Shares of social-networking company LinkedIn Corp. jumped 81 percent to $81.76 on their first day of trading. It is the largest U.S. Internet IPO since Google Inc.

The Dow Jones industrial average rose 26 points, or 0.2 percent, at 12,586 in early trading. The Standard & Poor’s 500 index gained 2, or 0.2 percent, to 1,343. The Nasdaq composite index added 4, or 0.1 percent, to 2,819.

The Department of Labor reported that applications for unemployment dropped 29,000 last week, more than expected, to 409,000.

Two other reports raised doubts about the strength of the housing recovery and the overall direction of U.S. growth.

The National Association of Realtors said fewer people purchased previously occupied homes in April. The number of homes sold in foreclosure also declined.

The Conference Board reported that expectations for future economic activity decreased, based on its index of leading indicators. The private research group said the index fell 0.3 percent in April, the first decline since June 2010.
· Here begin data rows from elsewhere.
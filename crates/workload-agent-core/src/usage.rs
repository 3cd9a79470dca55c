//! Usage metrics: agent status self-reporting.
//!
//! Each status is reported by issuing a request whose `User-Agent` encodes
//! the agent name, version and status against the instance's compute (or
//! Cloud Run) resource URL.

use std::{
    collections::{HashMap, HashSet},
    fmt,
    str::FromStr,
    sync::{
        Arc, Mutex, PoisonError, RwLock,
        atomic::{AtomicBool, Ordering},
    },
    time::{Duration, SystemTime},
};

use async_trait::async_trait;
use thiserror::Error;
use tokio::task::JoinHandle;
use tokio_util::sync::CancellationToken;

use crate::{CloudProperties, Integration};

// Global codes. The first 50 are reserved for the platform, integrations start at 51.
pub const GLOBAL_CONFIG_FILE_READ_ERROR: i32 = 1;
pub const GLOBAL_MALFORMED_CONFIG_FILE_ERROR: i32 = 2;

/// Prefix used by platform agents in the usage user agent.
pub const LOG_USAGE_PREFIX: &str = "gwap";

const COMPUTE_URL: &str = "https://compute.googleapis.com/compute/v1";
const RUN_URL: &str = "https://run.googleapis.com/v1";
const DAILY: Duration = Duration::from_secs(24 * 60 * 60 + 60);

/// Usage metrics error.
#[derive(Debug, Error)]
pub enum UsageError {
    #[error("Unknown usage status: {0}")]
    UnknownStatus(String),
    #[error("Zone is not set for GCE")]
    MissingZone,
    #[error("Region is not set for Cloud Run")]
    MissingRegion,
    #[error("Usage request failed: {0}")]
    Request(#[from] reqwest::Error),
}

/// Reported agent status.
#[derive(Debug, Clone, Copy, PartialEq, Eq, Hash)]
pub enum UsageStatus {
    Running,
    Started,
    Stopped,
    Configured,
    Misconfigured,
    Error,
    Installed,
    Updated,
    Uninstalled,
    Action,
}

impl UsageStatus {
    #[must_use]
    pub const fn as_str(self) -> &'static str {
        match self {
            Self::Running => "RUNNING",
            Self::Started => "STARTED",
            Self::Stopped => "STOPPED",
            Self::Configured => "CONFIGURED",
            Self::Misconfigured => "MISCONFIGURED",
            Self::Error => "ERROR",
            Self::Installed => "INSTALLED",
            Self::Updated => "UPDATED",
            Self::Uninstalled => "UNINSTALLED",
            Self::Action => "ACTION",
        }
    }
}

impl fmt::Display for UsageStatus {
    fn fmt(&self, f: &mut fmt::Formatter<'_>) -> fmt::Result {
        f.write_str(self.as_str())
    }
}

impl FromStr for UsageStatus {
    type Err = UsageError;

    fn from_str(s: &str) -> Result<Self, Self::Err> {
        Ok(match s {
            "RUNNING" => Self::Running,
            "STARTED" => Self::Started,
            "STOPPED" => Self::Stopped,
            "CONFIGURED" => Self::Configured,
            "MISCONFIGURED" => Self::Misconfigured,
            "ERROR" => Self::Error,
            "INSTALLED" => Self::Installed,
            "UPDATED" => Self::Updated,
            "UNINSTALLED" => Self::Uninstalled,
            "ACTION" => Self::Action,
            other => return Err(UsageError::UnknownStatus(other.to_string())),
        })
    }
}

/// Agent properties included in every usage report.
#[derive(Debug, Clone, Default, PartialEq, Eq)]
pub struct AgentProperties {
    pub name: String,
    pub version: String,
    pub log_usage_metrics: bool,
    pub log_usage_prefix: String,
    /// Extra segment inserted before the status when non-empty.
    pub log_usage_optional: String,
}

/// Compute environment the agent reports from.
#[derive(Debug, Clone, Default, PartialEq, Eq)]
pub enum Platform {
    #[default]
    Gce,
    CloudRun { job_name: String },
}

/// A single usage report.
#[derive(Debug, Clone, PartialEq, Eq)]
pub struct UsageRequest {
    pub url: String,
    pub user_agent: String,
    /// Consumer project, sent as `X-Goog-User-Project`.
    pub project_id: Option<String>,
}

/// Sends usage reports.
#[async_trait]
pub trait UsageReporter: Send + Sync {
    /// Deliver a usage report.
    async fn report(&self, request: &UsageRequest) -> Result<(), UsageError>;
}

/// Reporter issuing GET requests over HTTP.
#[derive(Debug, Clone, Default)]
pub struct HttpUsageReporter {
    client: reqwest::Client,
}

impl HttpUsageReporter {
    #[must_use]
    pub const fn new(client: reqwest::Client) -> Self {
        Self { client }
    }

    /// `Metadata-Flavor` is only sent to the compute API.
    fn build(&self, request: &UsageRequest) -> reqwest::RequestBuilder {
        let mut req = self
            .client
            .get(&request.url)
            .header(reqwest::header::USER_AGENT, &request.user_agent);
        if request.url.starts_with(COMPUTE_URL) {
            req = req.header("Metadata-Flavor", "Google");
        }
        if let Some(project) = &request.project_id {
            req = req.header("X-Goog-User-Project", project);
        }
        req
    }
}

#[async_trait]
impl UsageReporter for HttpUsageReporter {
    async fn report(&self, request: &UsageRequest) -> Result<(), UsageError> {
        self.build(request).send().await?;
        Ok(())
    }
}

#[derive(Debug, Default)]
struct Properties {
    agent: Option<AgentProperties>,
    cloud: Option<CloudProperties>,
    platform: Platform,
}

/// Reports the operational status of an agent.
pub struct UsageLogger {
    reporter: Arc<dyn UsageReporter>,
    props: RwLock<Properties>,
    project_exclusions: HashSet<String>,
    last_called: Mutex<HashMap<UsageStatus, SystemTime>>,
    daily_running_started: AtomicBool,
}

impl UsageLogger {
    /// Create a logger. Projects whose number is in `project_exclusions` never report.
    #[must_use]
    pub fn new(reporter: Arc<dyn UsageReporter>, project_exclusions: &[&str]) -> Self {
        Self {
            reporter,
            props: RwLock::new(Properties::default()),
            project_exclusions: project_exclusions.iter().map(ToString::to_string).collect(),
            last_called: Mutex::new(HashMap::new()),
            daily_running_started: AtomicBool::new(false),
        }
    }

    /// Configure the logger for a platform integration.
    pub fn set_properties(&self, integration: &Integration, enabled: bool, cloud: &CloudProperties) {
        self.set_agent_props(AgentProperties {
            name: integration.agent_name.clone(),
            version: integration.agent_version.clone(),
            log_usage_metrics: enabled,
            log_usage_prefix: LOG_USAGE_PREFIX.to_string(),
            log_usage_optional: String::new(),
        });
        self.set_cloud_props(cloud.clone());
    }

    pub fn set_agent_props(&self, agent: AgentProperties) {
        self.props.write().unwrap_or_else(PoisonError::into_inner).agent = Some(agent);
    }

    pub fn set_cloud_props(&self, cloud: CloudProperties) {
        self.props.write().unwrap_or_else(PoisonError::into_inner).cloud = Some(cloud);
    }

    pub fn set_platform(&self, platform: Platform) {
        self.props.write().unwrap_or_else(PoisonError::into_inner).platform = platform;
    }

    /// Report `status` with an optional value (error code, action code or version).
    ///
    /// Does nothing when usage metrics are disabled or the project is excluded.
    ///
    /// # Errors
    /// Returns error if the report cannot be built or delivered.
    pub async fn log_status(&self, status: UsageStatus, value: &str) -> Result<(), UsageError> {
        let (agent, cloud, platform) = {
            let props = self.props.read().unwrap_or_else(PoisonError::into_inner);
            match &props.agent {
                Some(agent) if agent.log_usage_metrics => (
                    agent.clone(),
                    props.cloud.clone().unwrap_or_default(),
                    props.platform.clone(),
                ),
                _ => return Ok(()),
            }
        };

        let message = if value.is_empty() {
            status.to_string()
        } else {
            format!("{status}/{value}")
        };
        tracing::debug!(status = %message, "logging status");

        let result = self.send(&agent, &cloud, &platform, &message).await;
        self.last_called
            .lock()
            .unwrap_or_else(PoisonError::into_inner)
            .insert(status, SystemTime::now());
        result
    }

    async fn send(
        &self,
        agent: &AgentProperties,
        cloud: &CloudProperties,
        platform: &Platform,
        message: &str,
    ) -> Result<(), UsageError> {
        let url = match platform {
            Platform::Gce if cloud.zone.is_empty() => {
                tracing::warn!("Unable to send GCE agent status without zone in cloud properties");
                return Err(UsageError::MissingZone);
            }
            Platform::CloudRun { .. } if cloud.region.is_empty() => {
                tracing::warn!("Unable to send Cloud Run agent status without region in cloud properties");
                return Err(UsageError::MissingRegion);
            }
            Platform::Gce => build_compute_url(cloud),
            Platform::CloudRun { job_name } => build_run_url(cloud, job_name),
        };
        if self.project_exclusions.contains(&cloud.numeric_project_id) {
            return Ok(());
        }

        let request = UsageRequest {
            url,
            user_agent: build_user_agent(agent, message),
            project_id: Some(cloud.project_id.clone()).filter(|p| !p.is_empty()),
        };
        self.reporter.report(&request).await.inspect_err(|e| {
            tracing::warn!(error = %e, ?platform, "failed to send agent status");
        })
    }

    async fn log_quietly(&self, status: UsageStatus, value: &str) {
        if let Err(e) = self.log_status(status, value).await {
            tracing::debug!(%status, error = %e, "Could not log usage");
        }
    }

    pub async fn running(&self) {
        self.log_quietly(UsageStatus::Running, "").await;
    }

    pub async fn started(&self) {
        self.log_quietly(UsageStatus::Started, "").await;
    }

    pub async fn stopped(&self) {
        self.log_quietly(UsageStatus::Stopped, "").await;
    }

    pub async fn configured(&self) {
        self.log_quietly(UsageStatus::Configured, "").await;
    }

    pub async fn misconfigured(&self) {
        self.log_quietly(UsageStatus::Misconfigured, "").await;
    }

    pub async fn error(&self, id: i32) {
        self.log_quietly(UsageStatus::Error, &id.to_string()).await;
    }

    pub async fn installed(&self) {
        self.log_quietly(UsageStatus::Installed, "").await;
    }

    pub async fn updated(&self, version: &str) {
        self.log_quietly(UsageStatus::Updated, version).await;
    }

    pub async fn uninstalled(&self) {
        self.log_quietly(UsageStatus::Uninstalled, "").await;
    }

    pub async fn action(&self, id: i32) {
        self.log_quietly(UsageStatus::Action, &id.to_string()).await;
    }

    /// Last time `status` was reported, if ever.
    #[must_use]
    pub fn last_called(&self, status: UsageStatus) -> Option<SystemTime> {
        self.last_called
            .lock()
            .unwrap_or_else(PoisonError::into_inner)
            .get(&status)
            .copied()
    }

    /// Report RUNNING now and then once a day until `cancel` fires.
    ///
    /// Only the first call starts the task; later calls return `None`.
    pub fn log_running_daily(self: &Arc<Self>, cancel: CancellationToken) -> Option<JoinHandle<()>> {
        if self.daily_running_started.swap(true, Ordering::SeqCst) {
            tracing::debug!("Daily log of RUNNING status already started");
            return None;
        }
        tracing::debug!("Starting daily log of RUNNING status");
        let this = Arc::clone(self);
        Some(tokio::spawn(async move {
            loop {
                this.running().await;
                tokio::select! {
                    () = tokio::time::sleep(DAILY) => {}
                    () = cancel.cancelled() => return,
                }
            }
        }))
    }
}

/// `prefix/name/version[/optional]/status`, with spaces and newlines removed.
#[must_use]
pub fn build_user_agent(agent: &AgentProperties, status: &str) -> String {
    let mut ua = format!("{}/{}/{}", agent.log_usage_prefix, agent.name, agent.version);
    if !agent.log_usage_optional.is_empty() {
        ua.push('/');
        ua.push_str(&agent.log_usage_optional);
    }
    ua.push('/');
    ua.push_str(status);
    ua.replace([' ', '\n'], "")
}

/// Compute API URL of the instance.
#[must_use]
pub fn build_compute_url(cloud: &CloudProperties) -> String {
    format!(
        "{COMPUTE_URL}/projects/{}/zones/{}/instances/{}",
        cloud.project_id, cloud.zone, cloud.instance_name
    )
}

/// Cloud Run Admin API URL of a job.
#[must_use]
pub fn build_run_url(cloud: &CloudProperties, job_name: &str) -> String {
    format!(
        "{RUN_URL}/projects/{}/locations/{}/jobs/{job_name}",
        cloud.project_id, cloud.region
    )
}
In a sign that the U.S. consumer recovery remains uneven, Big Lots Inc. fell 9 percent to $34.31 after news reports that it decided not to sell itself. The Wall Street Journal said late Wednesday that the company received bids from two private-equity groups that were lower than it had hoped.

Sears Holding Corp. reported softer sales at its Kmart and Sears stores, causing a first-quarter loss of $1.58 per share, worse than analysts expected. The stock fell 3.2 percent to $73.31.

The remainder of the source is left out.